Have a look at these:

+Foc/Poss =
+Prf = perfective
+Arab = arabic numerals
+Qnt = quantifiers
+Rom = roman numerals
+Weak = weak (?) form

The nominals are inflected in the following numbers

+Sg =
+Pl =
+AssocPl =
+LocPl = location, better witho LocusPl to avoid Loc case?

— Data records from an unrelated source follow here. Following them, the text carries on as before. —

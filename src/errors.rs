//! Error types for the rdiff-core crate.
//!
//! This module defines a unified error enumeration covering every fatal
//! condition the diff engine itself can raise. It integrates with
//! `thiserror` to provide rich `Display` implementations and error source
//! chaining where applicable.
//!
//! Notes:
//! - Invocation errors (bad flag combinations) are raised by `Config`
//!   validation, not by argument parsing, which lives outside this crate.
//! - Each fatal condition maps to a conventional process exit code via
//!   [`DiffError::exit_code`]; the embedding binary decides what to do
//!   with that code.

use thiserror::Error;

#[derive(Error, Debug)]
/// Unified error enumeration for the rdiff-core library.
pub enum DiffError {
    /// Two whitespace-handling flags were set that the reference implementation
    /// treats as mutually exclusive (e.g. `-w` and `-b` would be fine since `-w`
    /// wins, but conflicting output styles are rejected).
    #[error("conflicting options: {0}")]
    ConflictingOptions(String),

    /// A numeric option (context count, tab size, horizon) failed to parse
    /// or was out of range.
    #[error("invalid numeric argument `{0}`")]
    InvalidArgument(String),

    /// I/O error reading or writing a named source.
    #[error("{name}: {source}")]
    Io {
        /// The file name or "standard input" the error is attached to.
        name: String,
        /// The underlying I/O error.
        #[source]
        source: std::io::Error,
    },

    /// `-e`/`-f` output was requested but a file doesn't end in a newline;
    /// those formats cannot represent a trailing partial line.
    #[error("ed and forward-ed scripts are not robust for files with no trailing newline")]
    EdNotRobust,

    /// A `-I`/`-F`/`-p` regular expression failed to compile.
    #[error("invalid regular expression `{pattern}`: {source}")]
    BadRegex {
        /// The pattern source text that failed to compile.
        pattern: String,
        /// The underlying regex compiler error.
        #[source]
        source: regex::Error,
    },

    /// An ifdef (`-D`) group format used the numeric `%[-][W][.P]{doxX}LETTER`
    /// or `%(A=B?T:E)` ternary specifiers (spec §6 "Ifdef format
    /// specifiers"). Both are part of the documented grammar but are
    /// rejected rather than silently echoed, since the original
    /// implementation that defines their exact first/last/count/`F-1`/`L+1`
    /// semantics isn't in this repository's reference corpus.
    #[error("unsupported ifdef format specifier `{0}`: numeric and ternary group specifiers are not implemented")]
    UnsupportedFormatSpecifier(String),

    /// Generic custom error for conditions without a more specific variant.
    #[error("{0}")]
    Custom(String),
}

impl DiffError {
    /// The conventional diffutils exit status for this error: always `2`
    /// ("trouble"), since `0`/`1` are reserved for "identical"/"differs".
    pub fn exit_code(&self) -> i32 {
        2
    }

    /// Wrap an I/O error with the name of the source it was operating on.
    pub fn io(name: impl Into<String>, source: std::io::Error) -> Self {
        DiffError::Io {
            name: name.into(),
            source,
        }
    }
}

The nominals are inflected in the following Case and Number

+Nom = nominative
+Gen = genitive
+Acc = accusative
+Com = comitative
+Ill = illative
+Ine = inessive
+Lat = lative
+Dat = dative
+Cmpr = comparative case
+Abe = abessive
+Voc = vocative
+Attr = attributive form
+Instr =

The possession is marked as such:

+PxSg1 =
+PxSg2 =
+PxSg3 =
+PxPl1 =
+PxPl2 =
+PxPl3 =

Suffix ordering tags:

+So/CP = Suffix ordering: Case + Possessive Person marking
+So/PC = Suffix ordering: Possessive Person + Case marking
+So/NCP = Suffix ordering: Number + Case + Possessive Person marking
+So/NPC = Suffix ordering: Number + Possessive Person + Case marking
+So/NP = Suffix ordering: Number + Possessive Person marking
+So/PN = Suffix ordering: Possessive Person + Number marking
+So/PNC = Suffix ordering: Possessive Person + Number + Case marking

The comparative forms are:

+Comp = comparative (not: not Cmp)
+Superl = superlative

Numerals are classified under:

+Card = (hmm, skip+Card?)
+Ord =

Note the attributive tag, in defferent contexts

+Attr =

Verb moods are:

+Ind = indicative
+Cond = conditional
+Imprt = imperative
+Des = desiderative

Verb tenses are:

+Prs = present
+Prt1 = 1st preterite, direct observation
+Prt2 = 2nd preterite, indirect narrative, conclusion

Verb personal forms are: (also used with personal pronouns)

+Sg1 =
+Sg2 =
+Sg3 =
+Pl1 =
+Pl2 =
+Pl3 =
+Ext = form уло
+Indep = forms огым, огыт, ите

Other verb forms are

+Inf = Infinitive
+Ger = Gerund
+Neg = Negation verb
+ConNeg = Invariant main verb in negation expression
+Prc = Participle
+Nec = Necessive infinitive
+Fut = Future participle
+Neg = Negative participle
+Imprf = Imperfective (?) – XXX check this
+Act = Active
+Pass = Passive

Question and Focus particles:

+Qst =
+Foc =
+Foc/at = -at focus particla
+Foc/ak = -ak focus particle
+Foc/ys = -ys focus particle
+Foc/jan = -jan focus particle
+Foc/ja = -ja focus particle

Tags distinguishing different versions of the same lemma (before POS)

+v1
+v2
+v3
+v4
+v5
+v6
+v7
+v8
+v9
+v10
+v11
+v12
+v13
+v14
+v15
+v16
+v17
+v18
+v19
+v20

Derivations

+Ex/N = for derivation from N to anoter POS
+Ex/V = for derivation from V to anoter POS
+Ex/A = for derivation from A to anoter POS
+Ex/TV = change to other transitivity
+EX/IV = change to other transitivity
+Der = This allows for Ex/… forms
+Der/Nom = Derivation V > N: Nominalization
+Der/NomNeg = Derivation V > N: Negative nominalization
+Der/Priv = Derivation N > A: Privative adjective
+Der/Poss = Derivation N > A: Possessive adjective, orig. genitive form without a head
+Der/Pur = Derivation N > A:
+Der/Rel = Derivation N > A: Relational adjective
+Der/Caus = Derivation V > V: Causative
+Der/Refl = Derivation V > V: Reflexive
+Der/MWN = Modifier without noun (better: +A+Sg+Nom etc.)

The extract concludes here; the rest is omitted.